~ Question need for third-party operators of port ~

 

PHILIPSBURG--“We are happy with the port we have,” was the consensus of representatives of St. Maarten’s taxi associations and tour operators speaking to The Daily Herald on Monday.

  They are opposed to third-party companies potentially operating Port St. Maarten and raised concerns about the loss of local control over the commercial aspects of the port if a concession deal like the one proposed by Global Ports Holding (GPH) is struck between St. Maarten and a third party.

  “[Persons in the cruise industry – Ed.] are saying we have the best port, why we can’t manage our port ourselves? Why our government can’t manage the port themselves?” said one representative of a taxi association who wished to speak on condition of anonymity.

  The port’s management has been lacking in previous years, they said. However, the solution is to get someone locally “who can manage the port; not an outside party,” according to them.

  Speaking directly about the potential concession deal GPH discussed in this newspaper last week, they were concerned that St. Maarten will gain only a percentage of the port’s profits for 20 to 30 years. Moreover, it is unclear exactly how much St. Maarten’s share in the profits would be.

  GPH is the world’s largest private operator of cruise ports, currently operating 18 cruise ports around the world. GPH Head of Business Development in the Americas Colin Murphy, when asked what percentage is usually returned to concession-issuing governments in these types of arrangements, did not specify a number, saying percentages depend on several factors, including the amount of the initial investment.

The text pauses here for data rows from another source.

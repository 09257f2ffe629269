//! SQLite pool setup and schema migration for the on-disk store.

use anyhow::{Context, Result};
use sqlx::{SqlitePool, sqlite::SqlitePoolOptions};
use std::path::Path;

const INIT_SQL: &str = include_str!("../migrations/0001_init.sql");

/// Open the metadata pool, creating the database file and its parent
/// directory when they are missing.
pub async fn connect(database_url: &str) -> Result<SqlitePool> {
    tracing::debug!("Connecting using raw URL => {}", database_url);

    let db_path = database_url
        .trim_start_matches("sqlite://")
        .trim_start_matches("sqlite:")
        .trim_start_matches("file:");
    let in_memory = db_path.starts_with(":memory:");

    if !in_memory {
        let db_path = Path::new(db_path);
        if let Some(parent) = db_path.parent() {
            if !parent.as_os_str().is_empty() && !parent.exists() {
                std::fs::create_dir_all(parent)
                    .with_context(|| format!("creating database directory {:?}", parent))?;
                tracing::info!("Created missing directory {:?}", parent);
            }
        }
        if !db_path.exists() {
            std::fs::OpenOptions::new()
                .create(true)
                .truncate(false)
                .write(true)
                .open(db_path)
                .with_context(|| format!("creating database file {:?}", db_path))?;
        }
    }

    // An in-memory database lives and dies with its one connection.
    let options = if in_memory {
        SqlitePoolOptions::new()
            .max_connections(1)
            .min_connections(1)
            .idle_timeout(None)
            .max_lifetime(None)
    } else {
        SqlitePoolOptions::new().max_connections(5)
    };

    let pool = options
        .connect(database_url)
        .await
        .with_context(|| format!("connecting to {}", database_url))?;

    Ok(pool)
}

/// Apply the embedded schema. Every statement is idempotent.
pub async fn run_migrations(db: &SqlitePool) -> Result<()> {
    let statements = INIT_SQL
        .split(';')
        .map(str::trim)
        .filter(|s| !s.is_empty())
        .collect::<Vec<_>>();

    tracing::info!("Running {} migration statements...", statements.len());

    for stmt in statements {
        tracing::debug!("Executing migration SQL: {}", stmt);
        sqlx::query(stmt).execute(db).await?;
    }

    Ok(())
}

#[cfg(test)]
mod tests {
    use super::*;

    #[tokio::test]
    async fn in_memory_pool_keeps_its_connection() {
        let pool = connect("sqlite::memory:").await.unwrap();
        run_migrations(&pool).await.unwrap();

        let options = pool.options();
        assert_eq!(options.get_max_connections(), 1);
        assert_eq!(options.get_min_connections(), 1);
        assert_eq!(options.get_idle_timeout(), None);
        assert_eq!(options.get_max_lifetime(), None);

        let (count,): (i64,) = sqlx::query_as("SELECT COUNT(*) FROM objects")
            .fetch_one(&pool)
            .await
            .unwrap();
        assert_eq!(count, 0);
    }

    #[tokio::test]
    async fn file_database_is_created_with_its_directory() {
        let dir = tempfile::tempdir().unwrap();
        let path = dir.path().join("nested").join("drive.db");
        let url = format!("sqlite://{}", path.display());

        let pool = connect(&url).await.unwrap();
        run_migrations(&pool).await.unwrap();
        assert!(path.exists());
        assert_eq!(pool.options().get_max_connections(), 5);
    }
}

  However, he did stress that, as a private company, GPH is seeking to “operate it [Port St. Maarten – Ed.] as appropriately as we can to maximise the return for us and for the government and the people of St. Maarten.”

  “You are losing a lot of revenue up front just to get a lump sum that is pretty,” said one of the representatives.

  The most critical aspect for them is the loss of local control over the port’s finances. GPH confirmed last week that in a potential concession deal the company would control all the commercial aspects of the port (including tariffs, mooring fees, and operating cost) for a definite period.

  They are concerned that a third-party company could raise fees and tariffs, or change the fee structure, and taxi drivers and tour operators would have no recourse.

  “They could take it over tomorrow, and in one year the fees increase. We just signed a new agreement [with a cruise line], so for two years he has this new agreement [with a cruise line]. He can’t go back to the cruise line and say, ‘Hey, I told you $10, make it $20 now because the fees went up.’ They are not going to do it,” said a tour operator.

  Even a structured fee change (like charging $1 per person instead of a flat rate per tour) may not seem like much, said another tour operator. But this would represent a five-fold increase in concession fees for every tour.

  All this, he said, also affects St. Maarten in indirect ways. “I pay around $1,000 per month [in concession fees]; it would mean paying $5,000 per month. This means I’m not going to hire four guides, I’m going to be squeezing drivers to be guides. I might tell the mechanic to change the oil every six months instead of every three.”

  When the issue of the company increasing fees was raised with Murphy last week, he said GPH always consults with locals about any potential fee changes, adding that the company “did not become the world’s biggest cruise port operator by making silly fee increases.” He also said the company would set up an oversight board to approve any fee or tariff changes. This board would be advised by local government and other stakeholders, according to him.

  However, this explanation does not sit well with the group of taxi drivers and tour operators, who said a private company is only interested healthy profits for its investors. According to them, if the private company needs more income, it would undoubtedly raise fees.

  For them, the loss of control over the port spells trouble for St. Maarten in more than just tourism. Speaking about GPH’s interest to operate the cargo port in addition to the cruise port, they said that the company could increase import tariffs, which would raise the cost of living as supermarkets and merchants would be forced to increase prices of goods moved through the port.

  Port St. Maarten also controls Simpson Bay Lagoon, they said. Handing over the port and its entire operation to a third-party company, they warned, is effectively handing over the keys of St. Maarten’s economy to a private company.

  In their view, the solution is to maintain the management of Port St. Maarten in the hands of government. “Why can’t we finance the upgrades of the port without losing our say in what happens there?” they asked.